- **What you need to do**: Copy out each line of the listing below in which the string "state" occurs.

- **Provided material**:
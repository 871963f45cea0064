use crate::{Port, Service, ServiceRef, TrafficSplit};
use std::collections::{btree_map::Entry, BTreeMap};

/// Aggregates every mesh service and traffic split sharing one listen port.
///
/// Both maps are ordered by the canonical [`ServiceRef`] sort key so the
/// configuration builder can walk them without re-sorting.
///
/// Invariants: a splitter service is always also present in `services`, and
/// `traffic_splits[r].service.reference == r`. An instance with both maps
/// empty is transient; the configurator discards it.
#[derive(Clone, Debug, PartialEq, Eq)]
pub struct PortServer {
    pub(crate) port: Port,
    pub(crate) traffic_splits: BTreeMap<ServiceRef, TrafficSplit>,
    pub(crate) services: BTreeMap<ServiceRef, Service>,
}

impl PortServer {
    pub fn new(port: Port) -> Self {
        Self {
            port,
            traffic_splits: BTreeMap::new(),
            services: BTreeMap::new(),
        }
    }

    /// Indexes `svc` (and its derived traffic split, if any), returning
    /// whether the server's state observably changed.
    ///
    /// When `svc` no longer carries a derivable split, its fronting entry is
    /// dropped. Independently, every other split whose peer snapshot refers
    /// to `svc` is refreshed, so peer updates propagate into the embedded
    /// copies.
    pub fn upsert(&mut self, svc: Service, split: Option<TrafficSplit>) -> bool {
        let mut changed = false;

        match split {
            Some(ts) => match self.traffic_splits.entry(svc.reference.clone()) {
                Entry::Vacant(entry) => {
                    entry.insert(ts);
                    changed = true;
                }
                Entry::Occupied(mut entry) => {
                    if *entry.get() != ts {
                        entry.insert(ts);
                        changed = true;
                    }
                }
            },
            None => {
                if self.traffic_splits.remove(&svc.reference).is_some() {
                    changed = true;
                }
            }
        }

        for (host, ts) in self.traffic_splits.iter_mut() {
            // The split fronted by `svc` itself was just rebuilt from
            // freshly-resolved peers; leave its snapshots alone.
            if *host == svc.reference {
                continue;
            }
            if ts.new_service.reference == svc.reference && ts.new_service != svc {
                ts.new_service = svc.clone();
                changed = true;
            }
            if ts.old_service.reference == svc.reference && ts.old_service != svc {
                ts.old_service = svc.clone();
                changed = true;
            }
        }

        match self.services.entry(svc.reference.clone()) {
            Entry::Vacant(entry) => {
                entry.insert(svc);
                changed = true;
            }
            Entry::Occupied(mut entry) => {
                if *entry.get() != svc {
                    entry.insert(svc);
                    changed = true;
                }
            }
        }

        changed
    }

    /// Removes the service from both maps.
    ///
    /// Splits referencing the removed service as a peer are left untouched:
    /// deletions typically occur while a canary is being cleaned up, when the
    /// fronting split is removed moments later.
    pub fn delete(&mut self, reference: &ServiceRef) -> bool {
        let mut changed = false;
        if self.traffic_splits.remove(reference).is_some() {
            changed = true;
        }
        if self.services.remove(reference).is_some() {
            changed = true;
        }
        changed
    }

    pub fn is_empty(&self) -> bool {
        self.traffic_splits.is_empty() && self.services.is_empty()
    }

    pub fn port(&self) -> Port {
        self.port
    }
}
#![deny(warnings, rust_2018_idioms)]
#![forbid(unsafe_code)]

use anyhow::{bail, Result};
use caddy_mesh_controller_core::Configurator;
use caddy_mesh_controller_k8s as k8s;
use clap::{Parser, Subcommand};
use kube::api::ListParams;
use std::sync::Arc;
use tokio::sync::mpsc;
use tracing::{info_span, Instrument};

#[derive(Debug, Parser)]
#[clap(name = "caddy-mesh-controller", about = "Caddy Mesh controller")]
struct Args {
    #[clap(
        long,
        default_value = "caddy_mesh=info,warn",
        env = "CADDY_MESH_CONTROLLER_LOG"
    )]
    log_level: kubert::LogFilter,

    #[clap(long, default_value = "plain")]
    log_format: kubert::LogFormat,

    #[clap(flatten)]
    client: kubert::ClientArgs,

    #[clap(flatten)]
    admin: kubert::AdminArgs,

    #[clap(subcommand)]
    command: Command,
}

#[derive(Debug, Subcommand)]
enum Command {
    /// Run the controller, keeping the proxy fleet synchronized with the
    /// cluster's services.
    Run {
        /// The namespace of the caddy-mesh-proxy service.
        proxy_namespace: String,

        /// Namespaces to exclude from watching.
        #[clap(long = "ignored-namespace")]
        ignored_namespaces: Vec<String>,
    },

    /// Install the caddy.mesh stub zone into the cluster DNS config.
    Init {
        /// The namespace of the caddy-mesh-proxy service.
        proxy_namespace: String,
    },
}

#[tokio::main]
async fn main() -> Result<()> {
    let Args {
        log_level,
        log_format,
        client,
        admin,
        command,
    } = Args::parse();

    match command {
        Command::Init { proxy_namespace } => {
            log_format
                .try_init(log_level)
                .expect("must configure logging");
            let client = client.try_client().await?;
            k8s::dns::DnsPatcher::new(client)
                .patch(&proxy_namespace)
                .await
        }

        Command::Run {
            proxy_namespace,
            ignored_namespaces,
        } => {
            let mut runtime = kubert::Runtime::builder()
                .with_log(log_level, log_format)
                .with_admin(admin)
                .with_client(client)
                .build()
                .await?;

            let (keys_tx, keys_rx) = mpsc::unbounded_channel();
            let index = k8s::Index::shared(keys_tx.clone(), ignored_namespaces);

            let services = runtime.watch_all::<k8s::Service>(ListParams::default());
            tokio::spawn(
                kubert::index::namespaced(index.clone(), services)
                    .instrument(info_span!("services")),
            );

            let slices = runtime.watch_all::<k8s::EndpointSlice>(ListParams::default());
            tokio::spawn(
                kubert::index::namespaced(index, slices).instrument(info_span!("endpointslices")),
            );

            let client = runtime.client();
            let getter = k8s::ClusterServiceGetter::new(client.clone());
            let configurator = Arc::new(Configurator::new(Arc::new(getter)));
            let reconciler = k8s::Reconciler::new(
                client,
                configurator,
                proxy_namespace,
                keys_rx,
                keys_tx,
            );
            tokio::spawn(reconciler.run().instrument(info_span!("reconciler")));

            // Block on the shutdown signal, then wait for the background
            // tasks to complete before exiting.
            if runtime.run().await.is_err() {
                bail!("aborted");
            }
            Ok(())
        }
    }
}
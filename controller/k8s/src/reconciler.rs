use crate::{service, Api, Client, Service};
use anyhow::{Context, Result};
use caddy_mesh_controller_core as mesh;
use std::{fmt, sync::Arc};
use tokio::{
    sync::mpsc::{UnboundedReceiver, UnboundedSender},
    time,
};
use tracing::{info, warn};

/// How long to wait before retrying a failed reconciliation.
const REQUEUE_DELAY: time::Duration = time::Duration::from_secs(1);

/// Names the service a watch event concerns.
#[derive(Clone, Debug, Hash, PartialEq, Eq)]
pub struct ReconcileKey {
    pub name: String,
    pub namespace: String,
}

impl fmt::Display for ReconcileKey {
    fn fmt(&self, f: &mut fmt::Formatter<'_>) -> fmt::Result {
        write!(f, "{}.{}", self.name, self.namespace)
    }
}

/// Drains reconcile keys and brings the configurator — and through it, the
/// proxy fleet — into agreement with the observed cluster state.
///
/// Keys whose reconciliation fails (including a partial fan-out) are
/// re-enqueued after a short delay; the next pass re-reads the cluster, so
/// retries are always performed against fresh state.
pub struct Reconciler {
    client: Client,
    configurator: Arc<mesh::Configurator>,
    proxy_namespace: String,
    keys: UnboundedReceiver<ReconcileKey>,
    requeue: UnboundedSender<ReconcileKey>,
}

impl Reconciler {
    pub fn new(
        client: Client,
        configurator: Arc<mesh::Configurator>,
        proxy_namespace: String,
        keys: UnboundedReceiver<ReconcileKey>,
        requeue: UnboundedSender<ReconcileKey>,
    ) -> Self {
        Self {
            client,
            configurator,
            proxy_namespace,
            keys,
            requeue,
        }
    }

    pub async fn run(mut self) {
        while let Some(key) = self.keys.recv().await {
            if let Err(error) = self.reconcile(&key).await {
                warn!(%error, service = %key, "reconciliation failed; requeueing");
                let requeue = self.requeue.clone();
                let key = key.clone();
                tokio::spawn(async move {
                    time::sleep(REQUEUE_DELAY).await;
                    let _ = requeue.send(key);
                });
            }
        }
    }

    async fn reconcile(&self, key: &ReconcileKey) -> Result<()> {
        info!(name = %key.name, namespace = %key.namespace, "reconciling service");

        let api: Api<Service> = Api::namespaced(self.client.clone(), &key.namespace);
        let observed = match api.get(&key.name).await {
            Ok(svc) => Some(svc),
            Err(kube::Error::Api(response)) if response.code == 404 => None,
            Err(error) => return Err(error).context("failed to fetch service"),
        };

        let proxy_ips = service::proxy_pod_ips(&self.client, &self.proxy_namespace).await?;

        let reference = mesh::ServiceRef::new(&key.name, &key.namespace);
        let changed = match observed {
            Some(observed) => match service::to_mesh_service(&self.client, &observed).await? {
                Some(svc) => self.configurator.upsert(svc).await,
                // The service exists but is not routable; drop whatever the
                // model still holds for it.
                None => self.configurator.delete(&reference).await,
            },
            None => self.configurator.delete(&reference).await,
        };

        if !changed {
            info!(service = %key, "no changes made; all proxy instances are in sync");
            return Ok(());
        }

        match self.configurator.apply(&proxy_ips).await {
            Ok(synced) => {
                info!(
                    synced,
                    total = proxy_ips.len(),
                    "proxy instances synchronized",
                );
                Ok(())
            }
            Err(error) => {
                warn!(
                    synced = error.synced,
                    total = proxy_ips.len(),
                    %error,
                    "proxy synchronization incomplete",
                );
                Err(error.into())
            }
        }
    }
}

- **Solution to this problem**:
    /// whether the server's state observably changed.
/// proxy fleet — into agreement with the observed cluster state.
/// retries are always performed against fresh state.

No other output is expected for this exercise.